-- Data for review --
Content starts
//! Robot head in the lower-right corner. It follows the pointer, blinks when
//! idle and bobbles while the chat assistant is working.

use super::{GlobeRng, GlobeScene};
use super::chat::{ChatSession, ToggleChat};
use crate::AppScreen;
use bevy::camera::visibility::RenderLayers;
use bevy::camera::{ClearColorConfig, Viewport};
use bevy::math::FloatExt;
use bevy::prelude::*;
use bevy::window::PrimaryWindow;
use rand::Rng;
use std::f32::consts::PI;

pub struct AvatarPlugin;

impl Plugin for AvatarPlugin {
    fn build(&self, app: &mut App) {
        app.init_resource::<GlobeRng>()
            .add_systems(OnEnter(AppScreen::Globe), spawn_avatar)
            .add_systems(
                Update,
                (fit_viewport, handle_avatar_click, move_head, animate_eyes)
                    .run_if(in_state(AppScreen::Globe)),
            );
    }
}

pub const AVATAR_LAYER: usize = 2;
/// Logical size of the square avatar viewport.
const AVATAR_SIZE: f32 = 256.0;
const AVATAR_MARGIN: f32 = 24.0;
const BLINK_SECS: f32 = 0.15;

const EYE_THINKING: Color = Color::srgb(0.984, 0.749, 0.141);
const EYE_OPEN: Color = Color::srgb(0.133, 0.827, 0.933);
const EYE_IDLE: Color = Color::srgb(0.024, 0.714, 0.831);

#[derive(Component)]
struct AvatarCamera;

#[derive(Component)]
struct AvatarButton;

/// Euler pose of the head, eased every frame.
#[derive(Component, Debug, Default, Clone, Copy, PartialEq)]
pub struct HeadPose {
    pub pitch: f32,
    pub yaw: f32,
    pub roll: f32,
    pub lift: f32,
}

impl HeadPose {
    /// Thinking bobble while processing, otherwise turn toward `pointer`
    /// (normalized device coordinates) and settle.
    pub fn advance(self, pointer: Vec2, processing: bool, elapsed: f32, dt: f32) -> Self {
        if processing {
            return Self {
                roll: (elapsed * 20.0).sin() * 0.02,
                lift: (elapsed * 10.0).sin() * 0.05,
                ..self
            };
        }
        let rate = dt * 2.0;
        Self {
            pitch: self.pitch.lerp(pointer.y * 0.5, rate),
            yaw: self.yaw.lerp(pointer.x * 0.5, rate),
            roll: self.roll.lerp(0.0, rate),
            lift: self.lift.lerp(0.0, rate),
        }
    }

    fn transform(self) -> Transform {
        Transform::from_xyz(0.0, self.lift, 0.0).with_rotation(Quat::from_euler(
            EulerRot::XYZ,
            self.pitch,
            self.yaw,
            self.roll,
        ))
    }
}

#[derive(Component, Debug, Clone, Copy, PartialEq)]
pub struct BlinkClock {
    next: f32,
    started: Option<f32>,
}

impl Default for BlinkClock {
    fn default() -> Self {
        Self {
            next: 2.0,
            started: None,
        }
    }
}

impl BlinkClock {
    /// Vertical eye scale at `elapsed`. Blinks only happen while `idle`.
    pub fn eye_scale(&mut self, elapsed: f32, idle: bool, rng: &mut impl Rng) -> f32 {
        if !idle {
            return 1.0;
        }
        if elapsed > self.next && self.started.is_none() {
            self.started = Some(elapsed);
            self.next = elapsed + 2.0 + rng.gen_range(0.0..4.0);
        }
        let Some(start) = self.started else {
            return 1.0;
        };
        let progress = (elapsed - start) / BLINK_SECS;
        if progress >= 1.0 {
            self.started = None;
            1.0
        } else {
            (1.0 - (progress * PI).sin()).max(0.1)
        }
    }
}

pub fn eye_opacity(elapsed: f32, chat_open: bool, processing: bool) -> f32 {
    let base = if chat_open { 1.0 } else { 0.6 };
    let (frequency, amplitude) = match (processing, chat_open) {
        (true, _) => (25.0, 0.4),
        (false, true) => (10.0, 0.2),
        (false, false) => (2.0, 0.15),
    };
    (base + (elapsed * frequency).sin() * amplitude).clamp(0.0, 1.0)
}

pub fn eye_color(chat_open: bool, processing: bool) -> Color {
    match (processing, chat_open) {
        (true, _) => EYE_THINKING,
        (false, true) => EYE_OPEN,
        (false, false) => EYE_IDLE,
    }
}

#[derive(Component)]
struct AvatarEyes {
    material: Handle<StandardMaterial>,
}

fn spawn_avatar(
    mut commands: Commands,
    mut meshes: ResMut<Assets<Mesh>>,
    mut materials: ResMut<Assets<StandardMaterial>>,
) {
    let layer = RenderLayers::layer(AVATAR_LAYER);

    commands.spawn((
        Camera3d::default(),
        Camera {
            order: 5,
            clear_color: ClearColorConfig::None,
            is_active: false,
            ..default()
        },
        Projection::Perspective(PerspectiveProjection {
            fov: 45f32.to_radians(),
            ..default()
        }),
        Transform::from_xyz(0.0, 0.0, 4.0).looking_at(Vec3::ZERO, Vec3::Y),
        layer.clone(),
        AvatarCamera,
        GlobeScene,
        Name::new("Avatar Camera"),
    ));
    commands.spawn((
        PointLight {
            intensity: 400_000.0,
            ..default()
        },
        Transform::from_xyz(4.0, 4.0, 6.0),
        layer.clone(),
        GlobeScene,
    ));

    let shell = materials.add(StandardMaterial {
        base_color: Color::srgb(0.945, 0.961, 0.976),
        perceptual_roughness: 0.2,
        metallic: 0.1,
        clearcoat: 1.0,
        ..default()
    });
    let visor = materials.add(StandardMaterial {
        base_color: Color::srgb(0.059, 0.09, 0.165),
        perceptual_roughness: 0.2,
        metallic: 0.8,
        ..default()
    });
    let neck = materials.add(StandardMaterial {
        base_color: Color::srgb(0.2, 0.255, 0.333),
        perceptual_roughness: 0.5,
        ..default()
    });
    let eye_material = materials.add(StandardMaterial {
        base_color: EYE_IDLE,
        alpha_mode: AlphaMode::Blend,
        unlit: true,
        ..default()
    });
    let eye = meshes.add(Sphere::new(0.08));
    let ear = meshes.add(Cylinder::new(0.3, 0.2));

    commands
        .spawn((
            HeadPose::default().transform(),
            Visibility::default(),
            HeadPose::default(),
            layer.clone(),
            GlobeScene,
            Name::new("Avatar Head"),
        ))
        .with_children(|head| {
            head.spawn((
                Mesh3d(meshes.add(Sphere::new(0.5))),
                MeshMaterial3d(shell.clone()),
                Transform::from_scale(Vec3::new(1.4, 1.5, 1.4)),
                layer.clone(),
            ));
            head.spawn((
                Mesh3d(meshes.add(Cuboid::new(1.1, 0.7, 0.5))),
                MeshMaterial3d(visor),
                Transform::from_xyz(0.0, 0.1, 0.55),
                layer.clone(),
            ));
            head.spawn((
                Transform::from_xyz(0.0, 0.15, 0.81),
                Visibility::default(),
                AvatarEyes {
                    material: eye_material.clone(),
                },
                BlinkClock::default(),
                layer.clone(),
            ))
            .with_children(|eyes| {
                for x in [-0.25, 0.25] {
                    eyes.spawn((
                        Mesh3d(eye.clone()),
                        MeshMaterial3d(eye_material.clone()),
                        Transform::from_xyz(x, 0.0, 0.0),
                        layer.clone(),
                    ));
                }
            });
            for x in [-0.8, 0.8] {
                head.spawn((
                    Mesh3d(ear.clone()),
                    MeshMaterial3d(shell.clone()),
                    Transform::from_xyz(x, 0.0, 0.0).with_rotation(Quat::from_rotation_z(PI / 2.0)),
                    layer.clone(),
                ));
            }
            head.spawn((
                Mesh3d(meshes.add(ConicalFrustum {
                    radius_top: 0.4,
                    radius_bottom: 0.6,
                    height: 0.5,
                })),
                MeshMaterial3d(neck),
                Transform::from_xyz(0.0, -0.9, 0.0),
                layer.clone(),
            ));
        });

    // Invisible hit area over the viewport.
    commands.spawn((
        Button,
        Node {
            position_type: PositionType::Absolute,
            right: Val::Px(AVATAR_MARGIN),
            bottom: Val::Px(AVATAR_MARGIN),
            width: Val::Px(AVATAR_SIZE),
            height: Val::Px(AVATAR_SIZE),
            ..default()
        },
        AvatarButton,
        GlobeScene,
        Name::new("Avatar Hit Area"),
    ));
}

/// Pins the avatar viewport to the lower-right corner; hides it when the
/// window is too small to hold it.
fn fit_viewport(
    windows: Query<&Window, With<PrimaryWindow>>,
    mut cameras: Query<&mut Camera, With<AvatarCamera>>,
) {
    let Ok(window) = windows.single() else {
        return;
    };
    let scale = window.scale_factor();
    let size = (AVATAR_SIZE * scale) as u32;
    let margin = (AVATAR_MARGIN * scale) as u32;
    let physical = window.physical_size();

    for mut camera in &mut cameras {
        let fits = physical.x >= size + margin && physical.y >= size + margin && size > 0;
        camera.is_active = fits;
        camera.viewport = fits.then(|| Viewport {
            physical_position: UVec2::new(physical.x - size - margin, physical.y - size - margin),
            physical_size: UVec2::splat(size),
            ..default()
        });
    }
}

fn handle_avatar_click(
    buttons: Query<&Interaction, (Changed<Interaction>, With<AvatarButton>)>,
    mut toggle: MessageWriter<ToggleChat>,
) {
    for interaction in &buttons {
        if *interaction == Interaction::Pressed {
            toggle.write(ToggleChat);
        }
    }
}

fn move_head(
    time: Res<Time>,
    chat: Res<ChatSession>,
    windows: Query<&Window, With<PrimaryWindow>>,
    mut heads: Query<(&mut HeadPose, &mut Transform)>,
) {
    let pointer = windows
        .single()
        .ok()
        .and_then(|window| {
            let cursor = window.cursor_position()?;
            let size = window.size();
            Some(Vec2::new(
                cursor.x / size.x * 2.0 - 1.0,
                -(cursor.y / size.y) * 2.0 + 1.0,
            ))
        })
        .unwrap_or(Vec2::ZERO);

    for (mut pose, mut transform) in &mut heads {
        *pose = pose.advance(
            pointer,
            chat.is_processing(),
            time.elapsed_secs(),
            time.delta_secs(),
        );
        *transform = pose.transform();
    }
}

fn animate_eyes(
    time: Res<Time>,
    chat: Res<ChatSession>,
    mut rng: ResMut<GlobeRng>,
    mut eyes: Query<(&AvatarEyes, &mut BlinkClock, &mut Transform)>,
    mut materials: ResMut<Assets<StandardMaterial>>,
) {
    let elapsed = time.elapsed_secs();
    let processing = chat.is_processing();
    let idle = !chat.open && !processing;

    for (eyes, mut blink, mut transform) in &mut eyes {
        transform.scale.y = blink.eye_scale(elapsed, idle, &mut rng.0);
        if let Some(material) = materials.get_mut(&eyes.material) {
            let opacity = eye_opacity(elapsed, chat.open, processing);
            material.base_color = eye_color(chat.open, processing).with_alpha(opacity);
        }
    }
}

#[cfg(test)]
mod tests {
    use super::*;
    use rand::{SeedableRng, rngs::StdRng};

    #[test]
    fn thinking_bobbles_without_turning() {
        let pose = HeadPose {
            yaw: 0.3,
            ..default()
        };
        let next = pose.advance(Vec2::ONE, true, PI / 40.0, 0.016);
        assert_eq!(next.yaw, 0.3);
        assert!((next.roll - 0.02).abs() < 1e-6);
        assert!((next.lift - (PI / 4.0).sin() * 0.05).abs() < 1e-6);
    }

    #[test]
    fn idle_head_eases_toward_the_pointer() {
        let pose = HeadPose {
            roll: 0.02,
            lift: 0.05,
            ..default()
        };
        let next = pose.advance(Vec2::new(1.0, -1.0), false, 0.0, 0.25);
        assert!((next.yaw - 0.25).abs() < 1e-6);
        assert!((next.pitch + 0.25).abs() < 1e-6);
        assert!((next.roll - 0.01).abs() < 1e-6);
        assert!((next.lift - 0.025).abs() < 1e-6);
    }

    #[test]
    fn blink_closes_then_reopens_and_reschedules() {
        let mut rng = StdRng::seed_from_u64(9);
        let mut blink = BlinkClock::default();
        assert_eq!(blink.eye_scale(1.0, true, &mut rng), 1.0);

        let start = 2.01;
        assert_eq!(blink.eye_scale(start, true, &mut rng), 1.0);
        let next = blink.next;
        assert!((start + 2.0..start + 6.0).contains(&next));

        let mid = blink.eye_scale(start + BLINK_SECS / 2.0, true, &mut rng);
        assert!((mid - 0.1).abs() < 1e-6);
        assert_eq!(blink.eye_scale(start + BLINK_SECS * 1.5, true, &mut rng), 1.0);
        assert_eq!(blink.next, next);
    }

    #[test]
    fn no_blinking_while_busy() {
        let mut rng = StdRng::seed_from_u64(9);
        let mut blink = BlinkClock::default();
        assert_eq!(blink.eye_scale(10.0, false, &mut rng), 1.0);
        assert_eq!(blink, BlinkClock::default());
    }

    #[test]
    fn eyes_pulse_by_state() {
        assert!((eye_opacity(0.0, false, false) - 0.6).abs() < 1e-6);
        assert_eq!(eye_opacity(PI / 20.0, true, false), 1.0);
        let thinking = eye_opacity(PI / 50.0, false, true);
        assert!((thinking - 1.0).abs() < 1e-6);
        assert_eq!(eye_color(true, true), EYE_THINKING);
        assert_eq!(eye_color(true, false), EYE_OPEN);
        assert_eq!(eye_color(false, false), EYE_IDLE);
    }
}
Content ends
-- Your instructions --
What lines in the data include the string "super"? Copy each one.

-- Result of this task --
use super::{GlobeRng, GlobeScene};
use super::chat::{ChatSession, ToggleChat};
    use super::*;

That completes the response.